#### GIVEN DATA

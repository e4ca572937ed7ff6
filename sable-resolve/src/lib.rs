//! Member-implementation resolution for the Sable compiler.
//!
//! Sable interfaces support multiple inheritance with default (bodied)
//! members, explicit implementations of named ancestor slots, and
//! retraction of inherited implementations. Ancestry is therefore a DAG
//! with no single root, and "which implementation runs" is a
//! constraint-satisfaction question rather than single-inheritance
//! virtual dispatch. This crate answers it: for every inherited member of
//! every type it produces a total, deterministic answer for well-formed
//! hierarchies and a precise, structured diagnostic for ill-formed ones.
//!
//! The crate is an in-process query service. The surrounding compiler
//! hands in already-parsed declarations, asks [`GraphBuilder::finish`]
//! for an immutable [`DeclGraph`], and then queries:
//!
//! - [`ImplResolver::resolve`] - the most specific implementation of a
//!   signature for a type, an explicit ambiguity, or "abstract here"
//! - [`resolve_qualified`] - bind an explicitly-qualified call to a named
//!   ancestor's own record, bypassing specificity ranking
//! - [`checks`] - per-declaration signature compatibility checks
//!
//! All queries are pure functions of the immutable graph: no locking, no
//! invalidation, results memoizable per (type, signature) with
//! [`ResolutionCache`]. Lexing, parsing, expression typing, diagnostic
//! rendering, and code generation are external collaborators.

pub mod checks;
pub mod graph;
pub mod hir;
pub mod resolve;
pub mod span;

pub use checks::{
    check_extension_receiver, check_operator_operand, check_readonly_markers,
};
pub use graph::{DeclGraph, GraphBuilder, GraphError};
pub use resolve::{
    resolve_qualified, AmbiguityError, AmbiguityKind, BoundImpl, ImplOrigin, ImplResolver,
    QualifiedCallError, ResolutionCache, ResolutionResult,
};
//! Property tests: resolution is a pure, order-insensitive function of
//! the declaration graph.

use proptest::prelude::*;

use sable_resolve::hir::{BodyId, DefId, MemberSig};
use sable_resolve::{GraphBuilder, ImplResolver, ResolutionCache};

/// Build a random-but-acyclic hierarchy: interface `i` may derive from
/// any subset of the interfaces declared before it, and may supply its
/// own default for the one shared member.
fn build(
    edges: &[Vec<bool>],
    defaults: &[bool],
    reverse_bases: bool,
) -> (sable_resolve::DeclGraph, Vec<DefId>, MemberSig) {
    let n = defaults.len();
    let mut b = GraphBuilder::new();
    let m = MemberSig::nullary(b.intern("M"));
    let mut ids: Vec<DefId> = Vec::with_capacity(n);
    for i in 0..n {
        let mut bases: Vec<DefId> = (0..i).filter(|&j| edges[i][j]).map(|j| ids[j]).collect();
        if reverse_bases {
            bases.reverse();
        }
        let id = b.add_interface(&format!("I{i}"), &bases);
        if defaults[i] {
            b.declare_default(id, m.clone(), BodyId::new(i as u32)).unwrap();
        }
        ids.push(id);
    }
    (b.finish().unwrap(), ids, m)
}

fn hierarchy_strategy() -> impl Strategy<Value = (Vec<Vec<bool>>, Vec<bool>)> {
    (2usize..10).prop_flat_map(|n| {
        (
            prop::collection::vec(prop::collection::vec(any::<bool>(), n), n),
            prop::collection::vec(any::<bool>(), n),
        )
    })
}

proptest! {
    /// Re-resolving any pair yields the identical classification.
    #[test]
    fn resolution_is_idempotent((edges, defaults) in hierarchy_strategy()) {
        let (graph, ids, m) = build(&edges, &defaults, false);
        let resolver = ImplResolver::new(&graph);
        for &ty in &ids {
            let first = resolver.resolve(ty, &m);
            prop_assert_eq!(resolver.resolve(ty, &m), first);
        }
    }

    /// Reordering sibling base lists changes nothing observable.
    #[test]
    fn resolution_ignores_sibling_order((edges, defaults) in hierarchy_strategy()) {
        let (graph_a, ids_a, m_a) = build(&edges, &defaults, false);
        let (graph_b, ids_b, m_b) = build(&edges, &defaults, true);
        prop_assert_eq!(&ids_a, &ids_b);

        let resolver_a = ImplResolver::new(&graph_a);
        let resolver_b = ImplResolver::new(&graph_b);
        for &ty in &ids_a {
            prop_assert_eq!(resolver_a.resolve(ty, &m_a), resolver_b.resolve(ty, &m_b));
        }
    }

    /// The memo arena is an optimization, never a semantic layer.
    #[test]
    fn cache_is_transparent((edges, defaults) in hierarchy_strategy()) {
        let (graph, ids, m) = build(&edges, &defaults, false);
        let resolver = ImplResolver::new(&graph);
        let mut cache = ResolutionCache::new(&graph);
        for &ty in &ids {
            prop_assert_eq!(cache.resolve(ty, &m), &resolver.resolve(ty, &m));
        }
        for &ty in &ids {
            prop_assert_eq!(cache.resolve(ty, &m), &resolver.resolve(ty, &m));
        }
        prop_assert_eq!(cache.len(), ids.len());
    }
}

########

§ GOAL OF THE EXERCISE: Provide the number of lines above that include the string "ImplResolver", with no other words.

§ RESPONSE TO THE TASK: 7